'''

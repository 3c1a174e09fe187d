// src/utils/config.rs
//! Engine configuration
//!
//! Loaded from an optional `shardsim.toml` file with `SHARDSIM_*`
//! environment overrides (e.g. `SHARDSIM_LOOP__MINIMUM_TICK_DURATION_MS=500`).
//! Every section has sensible defaults so a bare environment still runs.

use crate::utils::errors::Result;
use config::{Config, Environment, File};
use serde::{Deserialize, Serialize};

/// Top-level engine configuration
#[derive(Debug, Clone, Default, Serialize, Deserialize)]
#[serde(default)]
pub struct EngineConfig {
    /// Sandbox and script-engine settings
    pub runtime: RuntimeConfig,

    /// Work queue polling behavior
    pub queues: QueueConfig,

    /// Worker pool sizing
    pub workers: WorkerConfig,

    /// Tick loop pacing
    #[serde(rename = "loop")]
    pub tick_loop: TickLoopConfig,

    /// Watchdog escalation thresholds
    pub watchdog: WatchdogConfig,

    /// Metrics exporter settings
    pub metrics: MetricsConfig,
}

/// Sandbox and script-engine settings
#[derive(Debug, Clone, Serialize, Deserialize)]
#[serde(default)]
pub struct RuntimeConfig {
    /// Default CPU limit per execution in milliseconds
    pub default_cpu_limit_ms: u64,

    /// Extra wall-clock allowance before the interrupt fires
    pub interrupt_buffer_ms: u64,

    /// Heap ceiling per sandbox in bytes
    pub heap_limit_bytes: u64,
}

impl Default for RuntimeConfig {
    fn default() -> Self {
        Self {
            default_cpu_limit_ms: 100,
            interrupt_buffer_ms: 50,
            heap_limit_bytes: 256 * 1024 * 1024, // 256MB per sandbox
        }
    }
}

/// Work queue polling behavior
#[derive(Debug, Clone, Serialize, Deserialize)]
#[serde(default)]
pub struct QueueConfig {
    /// Initial fetch backoff in milliseconds
    pub fetch_backoff_min_ms: u64,

    /// Backoff ceiling in milliseconds
    pub fetch_backoff_max_ms: u64,

    /// Poll interval for drain waits in milliseconds
    pub drain_poll_ms: u64,
}

impl Default for QueueConfig {
    fn default() -> Self {
        Self {
            fetch_backoff_min_ms: 2,
            fetch_backoff_max_ms: 50,
            drain_poll_ms: 10,
        }
    }
}

/// Worker pool sizing
#[derive(Debug, Clone, Serialize, Deserialize)]
#[serde(default)]
pub struct WorkerConfig {
    /// Concurrent script-runner loops
    pub runner_concurrency: usize,

    /// Concurrent room-processor loops
    pub processor_concurrency: usize,

    /// How long an idle worker blocks on fetch before re-polling, ms
    pub idle_wait_ms: u64,
}

impl Default for WorkerConfig {
    fn default() -> Self {
        Self {
            runner_concurrency: 4,
            processor_concurrency: 4,
            idle_wait_ms: 100,
        }
    }
}

/// Tick loop pacing
#[derive(Debug, Clone, Serialize, Deserialize)]
#[serde(default)]
pub struct TickLoopConfig {
    /// Minimum wall-clock duration of one tick in milliseconds
    pub minimum_tick_duration_ms: u64,

    /// Save a history chunk every N ticks
    pub history_chunk_size: u64,
}

impl Default for TickLoopConfig {
    fn default() -> Self {
        Self {
            minimum_tick_duration_ms: 1000,
            history_chunk_size: 20,
        }
    }
}

/// Watchdog escalation thresholds
#[derive(Debug, Clone, Serialize, Deserialize)]
#[serde(default)]
pub struct WatchdogConfig {
    /// Consecutive failures before an alert fires
    pub failure_threshold: u32,
}

impl Default for WatchdogConfig {
    fn default() -> Self {
        Self {
            failure_threshold: 3,
        }
    }
}

/// Metrics exporter settings
#[derive(Debug, Clone, Serialize, Deserialize)]
#[serde(default)]
pub struct MetricsConfig {
    /// Prometheus scrape endpoint port
    pub prometheus_port: u16,

    /// Disable the exporter entirely (tests, embedded use)
    pub disabled: bool,
}

impl Default for MetricsConfig {
    fn default() -> Self {
        Self {
            prometheus_port: 9184,
            disabled: false,
        }
    }
}

impl EngineConfig {
    /// Load configuration from `shardsim.toml` and the environment
    pub fn load() -> Result<Self> {
        Self::load_from("shardsim")
    }

    /// Load configuration from a specific file stem and the environment
    pub fn load_from(stem: &str) -> Result<Self> {
        let settings = Config::builder()
            .add_source(File::with_name(stem).required(false))
            .add_source(Environment::with_prefix("SHARDSIM").separator("__"))
            .build()?;

        let config = settings.try_deserialize()?;
        Ok(config)
    }
}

'''

*Your task:*
Using only the data above, copy out the lines that include the word "configuration".

*Expected answer:*
//! Engine configuration
/// Top-level engine configuration
    /// Load configuration from `shardsim.toml` and the environment
    /// Load configuration from a specific file stem and the environment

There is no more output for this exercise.